Халим раздражённо проговаривает какое-то длинное ругательство на арабском (в том, что это ругательство, я даже не сомневаюсь) и кивает верзиле. Тот мгновенно надвигается на меня, отрывает от земли и закидывает на плечо. Моему визгу и отборному русскому мату, конечно же, никто не внимает. И прохожие, коих в парке так-то не мало, тоже не торопятся поспешить на помощь явно похищаемой девушке.

Брыкаюсь и луплю кулаками верзилу, но тому, кажется, мои удары вредят не сильнее, чем комариные укусы слону — никак. Эль Хамад идёт впереди, и я вижу только поясницу охранника. Боковым зрением замечаю, что к нам с разных сторон присоединяются ещё какие-то мужчины. Они молча следуют за нами и на ходу расталкивают уже скопившихся зевак. Нет, мои дорогие сограждане не пытаются как-то помешать похитителям. Просто наблюдают. Какой-то подросток подбегает ближе, достаёт из кармана мобильник, видимо, чтобы заснять нас, но один из мужчин мгновенно выбивает из его рук гаджет, и я уже не вижу, но отчётливо слышу, как телефон разбивается об асфальт. Процессия, сопровождаемая воплями похищенной, выходит из парка, а меня заталкивают в машину. Буквально бросают на заднее сидение, и я ударяюсь затылком о подголовник, обтянутый кожей.

Становится до ужаса больно, но не физически. Скорее обидно. Обижаюсь даже не на Халима, а на себя. Это я позволила ему так со мной обращаться. Дала волю, раздвинув перед ним ноги, как шлюха. Как переходящий приз…

Макс не позволил бы себе такую грубость. Да, он любит жёсткий секс, любит доминировать. Но он ни разу не коснулся меня против воли.
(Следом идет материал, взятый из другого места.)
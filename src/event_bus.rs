/*
    Copyright © 2023, ParallelChain Lab
    Licensed under the Apache License, Version 2.0: http://www.apache.org/licenses/LICENSE-2.0
*/

//! The thread that fires event handlers.
//!
//! Components publish [events](crate::events) on a channel. The event bus thread receives them and calls,
//! in registration order, the default logging handler for the event (if
//! [`log_events`](crate::config::Configuration::log_events) is set) and then the user's handler (if one was
//! registered on the [`HostSpec`](crate::node::HostSpec)).

use std::{
    sync::mpsc::{Receiver, RecvTimeoutError, TryRecvError},
    thread::{self, JoinHandle},
    time::Duration,
};

use crate::{events::*, logging::Logger};

pub(crate) type HandlerPtr<T> = Box<dyn Fn(&T) + Send>;

const POLL_INTERVAL: Duration = Duration::from_millis(50);

#[derive(Default)]
pub(crate) struct EventHandlers {
    pub(crate) apply_transition_handlers: Vec<HandlerPtr<ApplyTransitionEvent>>,
    pub(crate) reject_transition_handlers: Vec<HandlerPtr<RejectTransitionEvent>>,
    pub(crate) take_snapshot_handlers: Vec<HandlerPtr<TakeSnapshotEvent>>,
    pub(crate) archive_snapshot_handlers: Vec<HandlerPtr<ArchiveSnapshotEvent>>,
    pub(crate) rotate_log_handlers: Vec<HandlerPtr<RotateLogEvent>>,
    pub(crate) restart_handlers: Vec<HandlerPtr<RestartEvent>>,
    pub(crate) start_process_handlers: Vec<HandlerPtr<StartProcessEvent>>,
    pub(crate) stop_process_handlers: Vec<HandlerPtr<StopProcessEvent>>,
    pub(crate) process_failure_handlers: Vec<HandlerPtr<ProcessFailureEvent>>,
    pub(crate) reconfigure_backnet_handlers: Vec<HandlerPtr<ReconfigureBacknetEvent>>,
}

/// The user-defined handlers registered on a [`HostSpec`](crate::node::HostSpec).
#[derive(Default)]
pub(crate) struct UserHandlers {
    pub(crate) on_apply_transition: Option<HandlerPtr<ApplyTransitionEvent>>,
    pub(crate) on_reject_transition: Option<HandlerPtr<RejectTransitionEvent>>,
    pub(crate) on_take_snapshot: Option<HandlerPtr<TakeSnapshotEvent>>,
    pub(crate) on_archive_snapshot: Option<HandlerPtr<ArchiveSnapshotEvent>>,
    pub(crate) on_rotate_log: Option<HandlerPtr<RotateLogEvent>>,
    pub(crate) on_restart: Option<HandlerPtr<RestartEvent>>,
    pub(crate) on_start_process: Option<HandlerPtr<StartProcessEvent>>,
    pub(crate) on_stop_process: Option<HandlerPtr<StopProcessEvent>>,
    pub(crate) on_process_failure: Option<HandlerPtr<ProcessFailureEvent>>,
    pub(crate) on_reconfigure_backnet: Option<HandlerPtr<ReconfigureBacknetEvent>>,
}

fn handlers<T: Logger>(log_events: bool, user_handler: Option<HandlerPtr<T>>) -> Vec<HandlerPtr<T>> {
    let mut handlers = Vec::new();
    if log_events {
        handlers.push(T::get_logger());
    }
    handlers.extend(user_handler);
    handlers
}

impl EventHandlers {
    pub(crate) fn new(log_events: bool, user: UserHandlers) -> EventHandlers {
        EventHandlers {
            apply_transition_handlers: handlers(log_events, user.on_apply_transition),
            reject_transition_handlers: handlers(log_events, user.on_reject_transition),
            take_snapshot_handlers: handlers(log_events, user.on_take_snapshot),
            archive_snapshot_handlers: handlers(log_events, user.on_archive_snapshot),
            rotate_log_handlers: handlers(log_events, user.on_rotate_log),
            restart_handlers: handlers(log_events, user.on_restart),
            start_process_handlers: handlers(log_events, user.on_start_process),
            stop_process_handlers: handlers(log_events, user.on_stop_process),
            process_failure_handlers: handlers(log_events, user.on_process_failure),
            reconfigure_backnet_handlers: handlers(log_events, user.on_reconfigure_backnet),
        }
    }

    pub(crate) fn is_empty(&self) -> bool {
        self.apply_transition_handlers.is_empty()
            && self.reject_transition_handlers.is_empty()
            && self.take_snapshot_handlers.is_empty()
            && self.archive_snapshot_handlers.is_empty()
            && self.rotate_log_handlers.is_empty()
            && self.restart_handlers.is_empty()
            && self.start_process_handlers.is_empty()
            && self.stop_process_handlers.is_empty()
            && self.process_failure_handlers.is_empty()
            && self.reconfigure_backnet_handlers.is_empty()
    }

    pub(crate) fn fire_handlers(&self, event: Event) {
        match event {
            Event::ApplyTransition(apply_transition_event) => self
                .apply_transition_handlers
                .iter()
                .for_each(|handler| handler(&apply_transition_event)),

            Event::RejectTransition(reject_transition_event) => self
                .reject_transition_handlers
                .iter()
                .for_each(|handler| handler(&reject_transition_event)),

            Event::TakeSnapshot(take_snapshot_event) => self
                .take_snapshot_handlers
                .iter()
                .for_each(|handler| handler(&take_snapshot_event)),

            Event::ArchiveSnapshot(archive_snapshot_event) => self
                .archive_snapshot_handlers
                .iter()
                .for_each(|handler| handler(&archive_snapshot_event)),

            Event::RotateLog(rotate_log_event) => self
                .rotate_log_handlers
                .iter()
                .for_each(|handler| handler(&rotate_log_event)),

            Event::Restart(restart_event) => self
                .restart_handlers
                .iter()
                .for_each(|handler| handler(&restart_event)),

            Event::StartProcess(start_process_event) => self
                .start_process_handlers
                .iter()
                .for_each(|handler| handler(&start_process_event)),

            Event::StopProcess(stop_process_event) => self
                .stop_process_handlers
                .iter()
                .for_each(|handler| handler(&stop_process_event)),

            Event::ProcessFailure(process_failure_event) => self
                .process_failure_handlers
                .iter()
                .for_each(|handler| handler(&process_failure_event)),

            Event::ReconfigureBacknet(reconfigure_backnet_event) => self
                .reconfigure_backnet_handlers
                .iter()
                .for_each(|handler| handler(&reconfigure_backnet_event)),
        }
    }
}

/// Start the event bus thread. It runs until `shutdown_signal` fires or every publisher is dropped, and
/// drains the events already published before returning.
pub(crate) fn start_event_bus(
    event_handlers: EventHandlers,
    event_subscriber: Receiver<Event>,
    shutdown_signal: Receiver<()>,
) -> JoinHandle<()> {
    thread::spawn(move || loop {
        match shutdown_signal.try_recv() {
            Ok(()) | Err(TryRecvError::Disconnected) => {
                while let Ok(event) = event_subscriber.try_recv() {
                    event_handlers.fire_handlers(event)
                }
                return;
            }
            Err(TryRecvError::Empty) => (),
        }

        match event_subscriber.recv_timeout(POLL_INTERVAL) {
            Ok(event) => event_handlers.fire_handlers(event),
            Err(RecvTimeoutError::Timeout) => (),
            Err(RecvTimeoutError::Disconnected) => return,
        }
    })
}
— Отпусти меня! — визжу не своим голосом, пытаюсь ударить араба, пока он садится в машину, но зацепить его не удаётся, и Халим зажимает меня в углу.

Молча, глядя в глаза своими чёрными углями, он удерживает меня, пока я не затихаю. Горло жжёт так, будто хлебнула серной кислоты, а щеки горят огнём, словно меня по ним отхлестали.

А Халим ждёт. Его лицо стало жёстким, приятные черты заострились, и больше нет тех шаловливых искорок во взгляде. Именно в этот момент я понимаю, что совсем не знаю этого мужчину. Он чужой. Он совершенно мне непонятен. У него другие обычаи, взгляды, менталитет. Он другой. И осознание этого пугает ещё больше. Чем его молчание.

Сглатываю, хотя во рту сухо как в пустыне. Кажется даже, что в горло насыпали песка.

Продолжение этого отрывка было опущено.